The lid holes are covered in some thick plastic meshy stuff from the fabric store, I don't know what it's called. My dad hates metal screen, so this is what we used. Will the four circluar holes be enough ventilation? Will the crickets chew through it right away? The lid on the left also has a fabric mesh, so if the pinheads that hatch out get up there, they won't escape right away.




The box on the right is fully outfitted for crickets, as I'll be getting some today. Is this a good enough dish of soil, and is that enough egg carton? I have more, but I didn't want it to be excessively cluttered. I'm going to be putting 5 dozen "large" crickets from the pet store in there.

On the left, there's a leaf of lettuce, and on the right, a dish of water with a towel in it to keep them from drowning, and some fancy dry dog food.

The box on the left doesn't have everything in it because it's for the babies, which I shouldn't have for another couple of days. The dish of soil in there is to swap with the one that will hopefully be full of eggs. The soil is miracle gro potting soil, the only sterile soil I have. I've seen videos where people use potting soil, so I'm hopeful that this is going to do.
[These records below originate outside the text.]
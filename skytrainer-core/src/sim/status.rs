//! Phase of flight.

use std::fmt;
use std::time::Duration;

use math::Heading;

/// The current phase of an agent.
///
/// Ground phases are only used while the agent is on the surface.
#[derive(Debug, Clone, PartialEq, serde::Serialize, serde::Deserialize)]
pub enum Status {
    /// Moving or stopped on the ground, not associated with a runway.
    Taxiing,
    /// Stopped short of the runway, ready for departure.
    Ready(String),
    /// Aligned on the runway, waiting for takeoff clearance.
    LinedUp(String),
    /// Accelerating on the runway for takeoff.
    TakeoffRoll(String),
    /// Decelerating on the runway after touchdown.
    ///
    /// The runway is `None` after turning off into terrain without a ground network.
    LandingRoll(Option<String>),
    Airborne,
    /// Flying a holding pattern.
    Holding {
        /// Heading of the outbound leg.
        outbound:  Heading,
        /// Remaining time on the outbound leg, or `None` while flying inbound to the fix.
        remaining: Option<Duration>,
    },
    /// Established on the final approach course.
    Landing(String),
}

impl Status {
    #[must_use]
    pub fn is_on_ground(&self) -> bool {
        matches!(
            self,
            Self::Taxiing
                | Self::Ready(_)
                | Self::LinedUp(_)
                | Self::TakeoffRoll(_)
                | Self::LandingRoll(_)
        )
    }

    /// Whether the agent is airborne and accepts vectors.
    ///
    /// An agent on final approach is flying but not available for vectors.
    #[must_use]
    pub fn is_airborne(&self) -> bool { matches!(self, Self::Airborne | Self::Holding { .. }) }

    /// Whether an agent may be constructed in this phase.
    #[must_use]
    pub fn is_initial(&self) -> bool {
        matches!(self, Self::Taxiing | Self::Ready(_) | Self::Airborne)
    }

    /// Whether the agent is rolling on a runway.
    #[must_use]
    pub fn is_rolling(&self) -> bool { matches!(self, Self::TakeoffRoll(_) | Self::LandingRoll(_)) }

    /// The runway associated with the phase.
    #[must_use]
    pub fn runway(&self) -> Option<&str> {
        match self {
            Self::Ready(rwy)
            | Self::LinedUp(rwy)
            | Self::TakeoffRoll(rwy)
            | Self::Landing(rwy)
            | Self::LandingRoll(Some(rwy)) => Some(rwy),
            _ => None,
        }
    }
}

impl fmt::Display for Status {
    fn fmt(&self, f: &mut fmt::Formatter<'_>) -> fmt::Result {
        match self {
            Self::Taxiing => write!(f, "TAXIING"),
            Self::Ready(rwy) => write!(f, "READY({rwy})"),
            Self::LinedUp(rwy) => write!(f, "LINED_UP({rwy})"),
            Self::TakeoffRoll(rwy) => write!(f, "RWY_TKOF({rwy})"),
            Self::LandingRoll(Some(rwy)) => write!(f, "RWY_LDG({rwy})"),
            Self::LandingRoll(None) => write!(f, "RWY_LDG"),
            Self::Airborne => write!(f, "AIRBORNE"),
            Self::Holding { outbound, .. } => write!(f, "HLDG({outbound})"),
            Self::Landing(rwy) => write!(f, "LANDING({rwy})"),
        }
    }
}

/// Stage of a runway excursion during the landing roll.
#[derive(Debug, Clone, Copy, Default, PartialEq, Eq, serde::Serialize, serde::Deserialize)]
pub enum Excursion {
    /// Normal rollout.
    #[default]
    None,
    /// Veering off the runway while braking.
    Skidding,
    /// Stopped off the runway.
    Stopped,
}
Thank you for answering some of these questions, I know I've asked a lot!


----------



## PookaDotted (Jul 21, 2014)

You will want to add more egg carton and I feel like the food and water dishes are too small. As a base for food, you wont want to use lettuce because it doesn't have a lot of nutrition in it. Definitely a yes with the high quality dog food, but for a fresh veggies you should use carrots, or something equal in nutrition that way you properly gut load them and they are healthy when they're breeding. As for the mesh, crickets chew when there is no food or too little egg cartons. Give them lots of egg cartons and lots of food, and water and they will be fine.


----------



## cdcrocks (Jul 21, 2014)

I just doubled the egg cartons.

Would apple slices be better than lettuce? I was just feeding lettuce because we had some that is too old for people to eat. I'd use carrots, but I wasn't wanting to use those until I'd done some careful experiments, as they have a bad reputation, even if I wasn't feeding those crickets to my mantises.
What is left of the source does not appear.